Task instructions
The records below need retyping in full; give them again exactly.

Source data
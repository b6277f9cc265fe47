//! Check execution and outcome recording.
//!
//! Runs verification checks against the state a pipeline run returned.

use std::fs;
use std::path::Path;

use anyhow::{Context, Result};
use recall::core::state::State;
use serde::{Deserialize, Serialize};
use tracing::{debug, instrument};

use crate::case::Check;

/// Collected check outcomes for a run.
#[derive(Debug, Serialize, Deserialize)]
pub struct Judgment {
    pub checks: Vec<CheckOutcome>,
}

impl Judgment {
    pub fn all_passed(&self) -> bool {
        self.checks.iter().all(CheckOutcome::passed)
    }
}

/// Result of running a single check.
#[derive(Debug, Serialize, Deserialize)]
#[serde(tag = "type", rename_all = "snake_case")]
pub enum CheckOutcome {
    AnswerContains {
        text: String,
        passed: bool,
    },
    FileHit {
        path: String,
        passed: bool,
    },
    MinCandidates {
        count: usize,
        found: usize,
        passed: bool,
    },
}

impl CheckOutcome {
    pub fn passed(&self) -> bool {
        match self {
            CheckOutcome::AnswerContains { passed, .. }
            | CheckOutcome::FileHit { passed, .. }
            | CheckOutcome::MinCandidates { passed, .. } => *passed,
        }
    }

    /// Stable label used to group outcomes across runs.
    pub fn label(&self) -> String {
        match self {
            CheckOutcome::AnswerContains { text, .. } => format!("answer_contains({text})"),
            CheckOutcome::FileHit { path, .. } => format!("file_hit({path})"),
            CheckOutcome::MinCandidates { count, .. } => format!("min_candidates({count})"),
        }
    }
}

/// Whether `candidate_path` names the file `relative` (compared by trailing components).
pub fn path_matches(candidate_path: &Path, relative: &str) -> bool {
    candidate_path.ends_with(relative)
}

/// Run all checks and collect outcomes.
///
/// A failed run has no state; every check fails against it.
#[instrument(skip_all, fields(check_count = checks.len()))]
pub fn run_checks(checks: &[Check], state: Option<&State>) -> Judgment {
    let mut outcomes = Vec::with_capacity(checks.len());
    for check in checks {
        let outcome = match check {
            Check::AnswerContains { text } => {
                let needle = text.to_lowercase();
                let passed = state
                    .and_then(|state| state.answer.as_deref())
                    .is_some_and(|answer| answer.to_lowercase().contains(&needle));
                CheckOutcome::AnswerContains {
                    text: text.clone(),
                    passed,
                }
            }
            Check::FileHit { path } => {
                let passed = state.is_some_and(|state| {
                    state
                        .candidates
                        .iter()
                        .filter_map(|candidate| candidate.path())
                        .any(|candidate| path_matches(&candidate, path))
                });
                CheckOutcome::FileHit {
                    path: path.clone(),
                    passed,
                }
            }
            Check::MinCandidates { count } => {
                let found = state.map_or(0, |state| state.candidates.len());
                CheckOutcome::MinCandidates {
                    count: *count,
                    found,
                    passed: found >= *count,
                }
            }
        };
        debug!(check = %outcome.label(), passed = outcome.passed(), "check result");
        outcomes.push(outcome);
    }
    Judgment { checks: outcomes }
}

pub fn write_judgment(path: &Path, judgment: &Judgment) -> Result<()> {
    let contents = serde_json::to_string_pretty(judgment).context("serialize checks")?;
    fs::write(path, format!("{contents}\n"))
        .with_context(|| format!("write {}", path.display()))?;
    Ok(())
}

Expected output
repository b6277f9cc265fe47
//! Check execution and outcome recording.
//!
//! Runs verification checks against the state a pipeline run returned.

use std::fs;
use std::path::Path;

use anyhow::{Context, Result};
use recall::core::state::State;
use serde::{Deserialize, Serialize};
use tracing::{debug, instrument};

use crate::case::Check;

/// Collected check outcomes for a run.
#[derive(Debug, Serialize, Deserialize)]
pub struct Judgment {
    pub checks: Vec<CheckOutcome>,
}

impl Judgment {
    pub fn all_passed(&self) -> bool {
        self.checks.iter().all(CheckOutcome::passed)
    }
}

/// Result of running a single check.
#[derive(Debug, Serialize, Deserialize)]
#[serde(tag = "type", rename_all = "snake_case")]
pub enum CheckOutcome {
    AnswerContains {
        text: String,
        passed: bool,
    },
    FileHit {
        path: String,
        passed: bool,
    },
    MinCandidates {
        count: usize,
        found: usize,
        passed: bool,
    },
}

impl CheckOutcome {
    pub fn passed(&self) -> bool {
        match self {
            CheckOutcome::AnswerContains { passed, .. }
            | CheckOutcome::FileHit { passed, .. }
            | CheckOutcome::MinCandidates { passed, .. } => *passed,
        }
    }

    /// Stable label used to group outcomes across runs.
    pub fn label(&self) -> String {
        match self {
            CheckOutcome::AnswerContains { text, .. } => format!("answer_contains({text})"),
            CheckOutcome::FileHit { path, .. } => format!("file_hit({path})"),
            CheckOutcome::MinCandidates { count, .. } => format!("min_candidates({count})"),
        }
    }
}

/// Whether `candidate_path` names the file `relative` (compared by trailing components).
pub fn path_matches(candidate_path: &Path, relative: &str) -> bool {
    candidate_path.ends_with(relative)
}

/// Run all checks and collect outcomes.
///
/// A failed run has no state; every check fails against it.
#[instrument(skip_all, fields(check_count = checks.len()))]
pub fn run_checks(checks: &[Check], state: Option<&State>) -> Judgment {
    let mut outcomes = Vec::with_capacity(checks.len());
    for check in checks {
        let outcome = match check {
            Check::AnswerContains { text } => {
                let needle = text.to_lowercase();
                let passed = state
                    .and_then(|state| state.answer.as_deref())
                    .is_some_and(|answer| answer.to_lowercase().contains(&needle));
                CheckOutcome::AnswerContains {
                    text: text.clone(),
                    passed,
                }
            }
            Check::FileHit { path } => {
                let passed = state.is_some_and(|state| {
                    state
                        .candidates
                        .iter()
                        .filter_map(|candidate| candidate.path())
                        .any(|candidate| path_matches(&candidate, path))
                });
                CheckOutcome::FileHit {
                    path: path.clone(),
                    passed,
                }
            }
            Check::MinCandidates { count } => {
                let found = state.map_or(0, |state| state.candidates.len());
                CheckOutcome::MinCandidates {
                    count: *count,
                    found,
                    passed: found >= *count,
                }
            }
        };
        debug!(check = %outcome.label(), passed = outcome.passed(), "check result");
        outcomes.push(outcome);
    }
    Judgment { checks: outcomes }
}

pub fn write_judgment(path: &Path, judgment: &Judgment) -> Result<()> {
    let contents = serde_json::to_string_pretty(judgment).context("serialize checks")?;
    fs::write(path, format!("{contents}\n"))
        .with_context(|| format!("write {}", path.display()))?;
    Ok(())
}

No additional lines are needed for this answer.